To add to this schedule, only a fortnight after Shavuot, school will be out for junior high and high school students, and teachers know they must cram in most of the annual curriculum by Pesach break, as teaching anything substantial during the remaining eight weeks of the school year is almost impossible.

And the weather. If you’re here this time of year, you’ll certainly enjoy a mostly wonderful springtime climate, but inevitably you’ll probably also endure a Middle Eastern meteorological phenomenon known as chamsin, from the Arabic, or sharav in modern Hebrew. Several times during this season, we’re afflicted with strong, dry, hot winds originating from the deserts of northern Africa, bringing with them blistering hot temperatures, often making these some of the hottest days of our year.

That would be bearable, but what these winds also bring with them are inordinate quantities of fine desert sand, which covers huge swaths of the country, creating a thick, orangey otherworldly haze. Infants, old people and anyone suffering from pulmonary or cardiological conditions are warned to stay indoors. The haze severely limits visibility, and even airports are sometimes temporarily closed.

These easterly winds are also the bane of homeowners, for no matter how tightly we seal and shutter our homes, the fine sand seems to permeate everything, leaving exorable layers of dust on everything indoors and out. Invariably, a chamsin hits the country just after everyone has finished their Pesach cleaning, adding a plague-like ambience while we prepare for our one seder – a definite advantage for those of us living in Israel.
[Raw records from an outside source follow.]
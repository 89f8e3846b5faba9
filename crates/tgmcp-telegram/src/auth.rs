use std::sync::Arc;

use serde_json::json;

use tgmcp_core::{domain::User, Result};

use crate::client::{ApiClient, CallOptions};

/// Identity operations.
#[derive(Clone, Debug)]
pub(crate) struct AuthOps {
    client: Arc<ApiClient>,
}

impl AuthOps {
    pub(crate) fn new(client: Arc<ApiClient>) -> Self {
        Self { client }
    }

    pub(crate) async fn get_me(&self) -> Result<User> {
        self.client
            .call("getMe", json!({}), CallOptions::default())
            .await
    }
}
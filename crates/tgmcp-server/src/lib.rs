//! MCP server: JSON-RPC 2.0 over newline-delimited stdio, exposing the
//! Telegram capability port as schema-validated tools.

pub mod jsonrpc;
pub mod registry;
pub mod schema;
pub mod server;
pub mod tools;

pub use registry::ToolRegistry;
pub use server::McpServer;
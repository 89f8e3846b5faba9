/// Initialize tracing for the server.
///
/// Output goes to stderr: stdout belongs to the JSON-RPC stream and must
/// never receive log lines.
pub fn init(service_name: &str) {
    use tracing_subscriber::{fmt, EnvFilter};

    // Default: info for our crates, warn for everything else.
    // Can be overridden with `RUST_LOG`.
    let filter = EnvFilter::try_from_default_env().unwrap_or_else(|_| {
        EnvFilter::new(format!(
            "warn,tgmcp=info,tgmcp_core=info,tgmcp_telegram=info,tgmcp_server=info,{}=info",
            service_name.replace('-', "_")
        ))
    });

    let _ = fmt()
        .with_env_filter(filter)
        .with_target(false)
        .with_writer(std::io::stderr)
        .try_init();
}
impl SendContactArgs {
    /// Camel-case tool arguments become wire-named extras; absent fields
    /// stay absent.
    fn extra(&self) -> Option<ExtraParams> {
        let mut extra = ExtraParams::new();
        if let Some(v) = &self.last_name {
            extra.insert("last_name".to_string(), json!(v));
        }
        if let Some(v) = &self.vcard {
            extra.insert("vcard".to_string(), json!(v));
        }
        if let Some(v) = &self.business_connection_id {
            extra.insert("business_connection_id".to_string(), json!(v));
        }
        if let Some(v) = self.message_thread_id {
            extra.insert("message_thread_id".to_string(), json!(v));
        }
        if let Some(v) = self.disable_notification {
            extra.insert("disable_notification".to_string(), json!(v));
        }
        if let Some(v) = self.protect_content {
            extra.insert("protect_content".to_string(), json!(v));
        }
        if let Some(v) = &self.message_effect_id {
            extra.insert("message_effect_id".to_string(), json!(v));
        }
        if let Some(v) = &self.reply_parameters {
            extra.insert("reply_parameters".to_string(), v.clone());
        }
        if let Some(v) = &self.reply_markup {
            extra.insert("reply_markup".to_string(), v.clone());
        }
        if extra.is_empty() {
            None
        } else {
            Some(extra)
        }
    }
}

#[async_trait]
impl Tool for SendContactTool {
    fn name(&self) -> &'static str {
        "send_contact"
    }

    fn description(&self) -> &'static str {
        "Send phone contacts to a chat"
    }

    fn schema(&self) -> &ParamSchema {
        &self.schema
    }

    async fn execute(&self, args: Value) -> ToolResult {
        let args: SendContactArgs = match serde_json::from_value(args) {
            Ok(v) => v,
            Err(e) => return ToolResult::error(e),
        };

        let extra = args.extra();
        match self
            .api
            .send_contact(args.chat_id, &args.phone_number, &args.first_name, extra)
            .await
        {
            Ok(message) => ToolResult::json(&message),
            Err(e) => ToolResult::error(e),
        }
    }
}
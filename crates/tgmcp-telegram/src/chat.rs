use std::sync::Arc;

use serde_json::json;

use tgmcp_core::{
    domain::{Chat, ChatRef},
    Result,
};

use crate::{
    client::{ApiClient, CallOptions},
    messaging::chat_value,
};

/// Chat-area operations.
#[derive(Clone, Debug)]
pub(crate) struct ChatOps {
    client: Arc<ApiClient>,
}

impl ChatOps {
    pub(crate) fn new(client: Arc<ApiClient>) -> Self {
        Self { client }
    }

    pub(crate) async fn get_chat(&self, chat: ChatRef) -> Result<Chat> {
        self.client
            .call(
                "getChat",
                json!({"chat_id": chat_value(chat)}),
                CallOptions::default(),
            )
            .await
    }
}
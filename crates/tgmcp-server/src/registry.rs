//! Tool registry: the lookup table between MCP method calls and tool
//! implementations. Arguments are validated against the tool's schema
//! before execution; a validation failure never reaches the tool.

use std::collections::HashMap;
use std::sync::Arc;

use serde_json::{json, Value};
use tracing::{debug, warn};

use tgmcp_core::{ports::BotApi, Error, Result};

use crate::tools::{all_tools, Tool, ToolResult};

pub struct ToolRegistry {
    tools: Vec<Box<dyn Tool>>,
    by_name: HashMap<&'static str, usize>,
}

impl ToolRegistry {
    /// Registry with the full built-in tool set.
    pub fn new(api: Arc<dyn BotApi>) -> Result<Self> {
        Self::with_tools(all_tools(api))
    }

    /// Registry over an explicit tool list. Fails on duplicate names, which
    /// would make dispatch ambiguous.
    pub fn with_tools(tools: Vec<Box<dyn Tool>>) -> Result<Self> {
        let mut by_name = HashMap::with_capacity(tools.len());
        for (i, tool) in tools.iter().enumerate() {
            if by_name.insert(tool.name(), i).is_some() {
                return Err(Error::Config(format!(
                    "duplicate tool name: {}",
                    tool.name()
                )));
            }
        }
        Ok(Self { tools, by_name })
    }

    pub fn len(&self) -> usize {
        self.tools.len()
    }

    pub fn is_empty(&self) -> bool {
        self.tools.is_empty()
    }

    /// Tool descriptors for `tools/list`, in registration order.
    pub fn specs(&self) -> Vec<Value> {
        self.tools
            .iter()
            .map(|tool| {
                json!({
                    "name": tool.name(),
                    "description": tool.description(),
                    "inputSchema": tool.schema().to_json_schema(),
                })
            })
            .collect()
    }

    /// Validate and run a tool. `None` means no tool by that name; the
    /// caller turns that into a protocol-level error.
    pub async fn dispatch(&self, name: &str, args: Value) -> Option<ToolResult> {
        let tool = self.by_name.get(name).map(|&i| &self.tools[i])?;

        if let Err(reason) = tool.schema().validate(&args) {
            warn!(tool = name, %reason, "rejecting invalid tool arguments");
            return Some(ToolResult::error(format!(
                "invalid arguments for {name}: {reason}"
            )));
        }

        debug!(tool = name, "executing tool");
        Some(tool.execute(args).await)
    }
}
I can no longer fathom partaking in two.

Within this seasonal mishmash, next Monday we’ll commemorate Yom Hashoah, one of the most significant days of my yearly calendar. Sunday evening, restaurants, pubs, cafés and theatres will close. Flags will be lowered to half-mast. At 10 a.m. Monday, air-raid sirens will sound around the country. Vehicles will stop wherever they are and most everyone will stand for two minutes of silence. Major ceremonies will take place at Yad Vashem and at several other special venues. Schools and military bases will hold assemblies and other acts of observance.

Throughout the day, radio and TV broadcasts will reflect the day’s gravity. Documentaries will predominate. I find myself riveted to the stories only now being told on film and in other media. As the generation of survivors becomes smaller and smaller, many are now willing to tell their remarkable tales of suffering, bravery and compassion, before it’s too late. Each story adds yet another stratum to the incomprehensible wholeness of the Shoah.

I find myself phoning my dad several times more often than usual on this particular day. He survived the war in Holland as a child, and Yom Hashoah seems more and more difficult for him with each passing year. Scars that have never really healed are reopened on this day – some I will never know, others I will never be able to understand.

And once that sober day is over, we’ll begin thinking of Yom Hazikaron and planning our picnics in nature with friends on Yom Ha’atzmaut.

I know you observe all these days in Canada, too, but here in Israel, they’re a much more intrinsic part of everyday life, and the transition from one to another is simply more complex.